The foregoing is the report submitted by Surgeon George
Bidie, M. b., and contains the result of the investigation which he
was deputed to make into the injury caused by the ravages of the
Borer insect to the coffee trees in Mysore, Coorg, and the Wynaad.
2. In order to prevent further climatic deterioration by forest
clearance in situations not suited for coffee culture, to regulate the
natural drainage of the country in the interests of the rice cultiva-
tion, and to maintain the fertility of the coffee zone, Dr.
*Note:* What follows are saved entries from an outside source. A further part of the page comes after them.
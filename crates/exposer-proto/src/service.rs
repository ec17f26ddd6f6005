//! Control-plane data model: exposed services, port mappings, messages.

use std::fmt;
use std::str::FromStr;

use once_cell::sync::Lazy;
use regex::Regex;
use serde::{Deserialize, Serialize};
use thiserror::Error;

/// DNS label shape: alphanumeric and hyphens, no leading/trailing hyphen,
/// at most 63 characters.
static SUBDOMAIN_RE: Lazy<Regex> =
    Lazy::new(|| Regex::new(r"^[a-z0-9]([a-z0-9-]{0,61}[a-z0-9])?$").expect("subdomain regex"));

/// Validation errors for control-plane values.
#[derive(Debug, Error, PartialEq, Eq)]
pub enum ValidationError {
    #[error("service name cannot be empty")]
    EmptyName,

    #[error("service namespace cannot be empty")]
    EmptyNamespace,

    #[error("subdomain {0:?} is not a valid DNS label")]
    InvalidSubdomain(String),

    #[error("target IP cannot be empty")]
    EmptyTargetIp,

    #[error("at least one port mapping is required")]
    NoPorts,

    #[error("port mapping {index}: port must be between 1 and 65535")]
    InvalidPort { index: usize },

    #[error("invalid service at index {index}: {source}")]
    InvalidService {
        index: usize,
        #[source]
        source: Box<ValidationError>,
    },
}

/// Transport protocol of a port mapping.
///
/// `TcpUdp` exposes the same port number over both transports.
#[derive(Debug, Clone, Copy, Serialize, Deserialize, PartialEq, Eq, Hash)]
pub enum Protocol {
    #[serde(rename = "tcp")]
    Tcp,
    #[serde(rename = "udp")]
    Udp,
    #[serde(rename = "tcp+udp")]
    TcpUdp,
}

impl Protocol {
    pub fn as_str(&self) -> &'static str {
        match self {
            Protocol::Tcp => "tcp",
            Protocol::Udp => "udp",
            Protocol::TcpUdp => "tcp+udp",
        }
    }

    /// Whether this mapping carries TCP traffic.
    pub fn includes_tcp(&self) -> bool {
        matches!(self, Protocol::Tcp | Protocol::TcpUdp)
    }

    /// Whether this mapping carries UDP traffic.
    pub fn includes_udp(&self) -> bool {
        matches!(self, Protocol::Udp | Protocol::TcpUdp)
    }
}

impl fmt::Display for Protocol {
    fn fmt(&self, f: &mut fmt::Formatter<'_>) -> fmt::Result {
        f.write_str(self.as_str())
    }
}

/// Error returned when parsing a protocol token from an annotation.
#[derive(Debug, Error, PartialEq, Eq)]
#[error("protocol must be 'tcp', 'udp', or 'tcp+udp', got {0:?}")]
pub struct ParseProtocolError(pub String);

impl FromStr for Protocol {
    type Err = ParseProtocolError;

    fn from_str(s: &str) -> Result<Self, Self::Err> {
        match s {
            "tcp" => Ok(Protocol::Tcp),
            "udp" => Ok(Protocol::Udp),
            "tcp+udp" => Ok(Protocol::TcpUdp),
            other => Err(ParseProtocolError(other.to_string())),
        }
    }
}

/// A single port to expose: the external edge port and the port to dial on
/// the workload endpoint. A `target_port` of zero means "not resolved";
/// listeners fall back to the external port number.
#[derive(Debug, Clone, Copy, Serialize, Deserialize, PartialEq, Eq)]
pub struct PortMapping {
    pub port: u16,
    #[serde(default)]
    pub target_port: u16,
    pub protocol: Protocol,
}

impl PortMapping {
    pub fn validate(&self) -> Result<(), ValidationError> {
        if self.port == 0 {
            return Err(ValidationError::InvalidPort { index: 0 });
        }
        Ok(())
    }
}

/// The unit of desired state: one workload exposed under one subdomain.
#[derive(Debug, Clone, Serialize, Deserialize, PartialEq, Eq)]
pub struct ExposedService {
    pub name: String,
    pub namespace: String,
    pub subdomain: String,
    pub ports: Vec<PortMapping>,
    pub target_ip: String,
}

impl ExposedService {
    pub fn validate(&self) -> Result<(), ValidationError> {
        if self.name.is_empty() {
            return Err(ValidationError::EmptyName);
        }
        if self.namespace.is_empty() {
            return Err(ValidationError::EmptyNamespace);
        }
        validate_subdomain(&self.subdomain)?;
        if self.ports.is_empty() {
            return Err(ValidationError::NoPorts);
        }
        for (index, mapping) in self.ports.iter().enumerate() {
            if mapping.port == 0 {
                return Err(ValidationError::InvalidPort { index });
            }
        }
        if self.target_ip.is_empty() {
            return Err(ValidationError::EmptyTargetIp);
        }
        Ok(())
    }
}

/// Validate a subdomain as a DNS label.
pub fn validate_subdomain(subdomain: &str) -> Result<(), ValidationError> {
    if SUBDOMAIN_RE.is_match(subdomain) {
        Ok(())
    } else {
        Err(ValidationError::InvalidSubdomain(subdomain.to_string()))
    }
}

/// Wire message discriminator.
#[derive(Debug, Clone, Copy, Serialize, Deserialize, PartialEq, Eq)]
#[serde(rename_all = "snake_case")]
pub enum MessageKind {
    ServiceUpdate,
    ServiceDelete,
    Heartbeat,
}

/// A control-plane message. Updates carry the full desired service set,
/// deletes name the services to drop, heartbeats carry nothing.
#[derive(Debug, Clone, Serialize, Deserialize, PartialEq)]
pub struct Message {
    #[serde(rename = "type")]
    pub kind: MessageKind,
    #[serde(default, skip_serializing_if = "Vec::is_empty")]
    pub services: Vec<ExposedService>,
}

impl Message {
    pub fn update(services: Vec<ExposedService>) -> Self {
        Self {
            kind: MessageKind::ServiceUpdate,
            services,
        }
    }

    pub fn delete(services: Vec<ExposedService>) -> Self {
        Self {
            kind: MessageKind::ServiceDelete,
            services,
        }
    }

    pub fn heartbeat() -> Self {
        Self {
            kind: MessageKind::Heartbeat,
            services: Vec::new(),
        }
    }

    /// Validate every contained service. Heartbeats always pass.
    pub fn validate(&self) -> Result<(), ValidationError> {
        if matches!(self.kind, MessageKind::Heartbeat) {
            return Ok(());
        }
        for (index, service) in self.services.iter().enumerate() {
            service
                .validate()
                .map_err(|source| ValidationError::InvalidService {
                    index,
                    source: Box::new(source),
                })?;
        }
        Ok(())
    }
}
Bidie, at
page 15 of his report, suggests that " in future when application is
made for coffee land, the chief Revenue Officer and Executive
Engineer of the District, along with the Conservator of Forests
should inspect the block selected, and ascertain whether or not it is
suited for the purpose ;" and at page 29 he lays down certain rules
specifying the situations in which he considers now existing forest
should be preserved.
3. The Government admit the importance of placing all possible
restrictions on unnecessary felling, and resolve to refer Dr. Bidie's
suggestions for the opinions of the Board of Revenue and the
Conservator of Forests.
4. Fifty copies of the report will be furnished to Dr. Bidie for
private distribution, and two hundred copies will be forwarded to
Messrs. Gantz Brothers, who will be requested to sell them on
commission at Rupees 2 per copy.
5. The Accountant General is requested to report what the
entire cost of Dr. Bidie's investigation has been, and the Govern-
ment consider that the time spent by Dr. Bidie in the territories
of Mysore, Coorg, and Madras respectively, would be the fairest
principle of division to adopt in apportioning the cost among the
three Governments.
6. The Government have perused with much interest Dr.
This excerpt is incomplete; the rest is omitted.